JOB DUTIES:
- Typical problems include enhancing customer satisfaction by delivering key insights on customer experience, identifying sales, rental, and service opportunities for Caterpillar dealers, determining the principal drivers to maximize marketing return on investment; recommending optimum investment in each marketing channel.
- The principal responsibility of the Data Scientist is to be an independent contributor to multi-person analytic teams. This position has a depth of knowledge in quantitative analytic methods, data management, and or associated digital technologies suitable to handle all but the most complex issues. Data Scientist is expected to be familiar with the company’s processes, products, and organization, as well as its customers, competitors, and stakeholders. Work is typically directed by a direct supervisor, project or team lead through a review of results. Decisions on routine, medium risk issues that may affect the project team, suppliers or internal customers may be made by this position. Challenges include meeting expectations in delivering results, learning to refine solutions to better fit complex situations, making timely decisions, and communicating effectively with all project stakeholders. The Data Scientist also mentors and develops the capabilities and organizational knowledge of junior data scientists and associates.
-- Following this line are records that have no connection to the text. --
use crate::error::{AuditError, Result, StoreError};
use crate::model::ChangeSet;
use crate::store::AuditStore;
use async_trait::async_trait;
use dbaudit_jobs::{CancellationToken, Job, JobContext, JobError};
use std::fmt;
use std::sync::Arc;

/// A prepared ChangeSet and the store it will be written to
#[derive(Clone)]
pub struct PendingCommit {
    recorder: &'static str,
    change_set: ChangeSet,
    store: Arc<dyn AuditStore>,
}

impl fmt::Debug for PendingCommit {
    fn fmt(&self, f: &mut fmt::Formatter<'_>) -> fmt::Result {
        f.debug_struct("PendingCommit")
            .field("recorder", &self.recorder)
            .field("changes", &self.change_set.len())
            .finish()
    }
}

impl PendingCommit {
    pub fn new(recorder: &'static str, change_set: ChangeSet, store: Arc<dyn AuditStore>) -> Self {
        Self {
            recorder,
            change_set,
            store,
        }
    }

    pub fn recorder(&self) -> &'static str {
        self.recorder
    }

    pub fn change_set(&self) -> &ChangeSet {
        &self.change_set
    }

    /// Insert the ChangeSet and return the id the store assigned.
    ///
    /// The pending commit is left intact so a failed attempt can be retried.
    pub async fn run(&self, cancel: &CancellationToken) -> Result<i64> {
        let id = self
            .store
            .insert_change_set(self.change_set.clone(), cancel)
            .await?;
        tracing::info!(
            recorder = self.recorder,
            change_set_id = id,
            changes = self.change_set.len(),
            "committed change set"
        );
        Ok(id)
    }
}

/// Background job writing one [`PendingCommit`].
///
/// The store sees a token cancelled by either the request that saved or the queue
/// shutting down.
#[derive(Debug, Clone)]
pub struct CommitChangeSetJob {
    pending: PendingCommit,
    request: CancellationToken,
}

impl CommitChangeSetJob {
    pub fn new(pending: PendingCommit, request: CancellationToken) -> Self {
        Self { pending, request }
    }
}

#[async_trait]
impl Job for CommitChangeSetJob {
    const NAME: &'static str = "commit_change_set";

    async fn execute(&self, ctx: JobContext) -> dbaudit_jobs::Result<()> {
        let cancel = CancellationToken::linked(&[&self.request, &ctx.shutdown]);
        match self.pending.run(&cancel).await {
            Ok(_) => Ok(()),
            Err(AuditError::Store(StoreError::Cancelled)) => Err(JobError::Cancelled),
            Err(e) => Err(JobError::WorkerError(format!(
                "{} commit failed on attempt {}: {}",
                self.pending.recorder, ctx.attempt, e
            ))),
        }
    }
}

#[cfg(test)]
mod tests {
    use super::*;
    use crate::store::MemoryStore;
    use dbaudit_jobs::{EnqueueOptions, InMemoryBackend, JobQueue};
    use std::time::Duration;

    fn pending(store: &MemoryStore) -> PendingCommit {
        PendingCommit::new(
            "test",
            ChangeSet::new(Some("alice".to_string())),
            Arc::new(store.clone()),
        )
    }

    #[tokio::test]
    async fn test_job_writes_change_set() {
        let store = MemoryStore::new();
        let queue = JobQueue::new(InMemoryBackend::new());
        queue
            .enqueue(CommitChangeSetJob::new(pending(&store), CancellationToken::new()))
            .await
            .unwrap();

        assert_eq!(queue.run_until_idle().await.unwrap(), 1);
        assert_eq!(AuditStore::count(&store).await.unwrap(), 1);
    }

    #[tokio::test]
    async fn test_cancelled_request_is_dead_lettered_without_retry() {
        let store = MemoryStore::new();
        let queue = JobQueue::new(InMemoryBackend::new());
        let request = CancellationToken::new();
        request.cancel();

        queue
            .enqueue_opts(
                CommitChangeSetJob::new(pending(&store), request),
                EnqueueOptions::new()
                    .max_attempts(3)
                    .retry_backoff(Duration::ZERO),
            )
            .await
            .unwrap();

        assert_eq!(queue.run_until_idle().await.unwrap(), 1);
        assert_eq!(AuditStore::count(&store).await.unwrap(), 0);
        assert_eq!(queue.dead_letters().await.unwrap().len(), 1);
    }
}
- The Data Scientist demonstrates thorough knowledge of statistical approaches, data management techniques, and/or related digital technologies, and the ability to handle complex issues. The incumbent demonstrates very good communication and presentation skills, being able to explain conclusions to customers who have limited knowledge and experience with quantitative analytical methods. As an individual contributor on teams, they should also exhibit strong initiative and teamwork skills, and a comprehensive knowledge of Caterpillar Inc., its products and services; its internal systems, processes, and procedures; and the external environment in which it competes.
- Background/Experience:
- Bachelor’s degree, preferably in AI, Data Science, Computer Science, Statistics or a similar field with quantitative coursework, and 4-5 years of marketing analytics experience utilizing quantitative analysis, a Master’s degree and 2-4 years of experience, or a PhD in one of the associated fields.
- Strong understanding of machine learning algorithms, data structures, and statistical methods.
- Experience with deep learning techniques and neural networks
- Ability to work with large datasets in cloud environment and perform data preprocessing and feature engineering.
- Proficiency in Python and experience with machine learning frameworks such as TensorFlow or PyTorch.
- Experience in designing, developing, deploying Machine Learning models using AWS Sage Maker.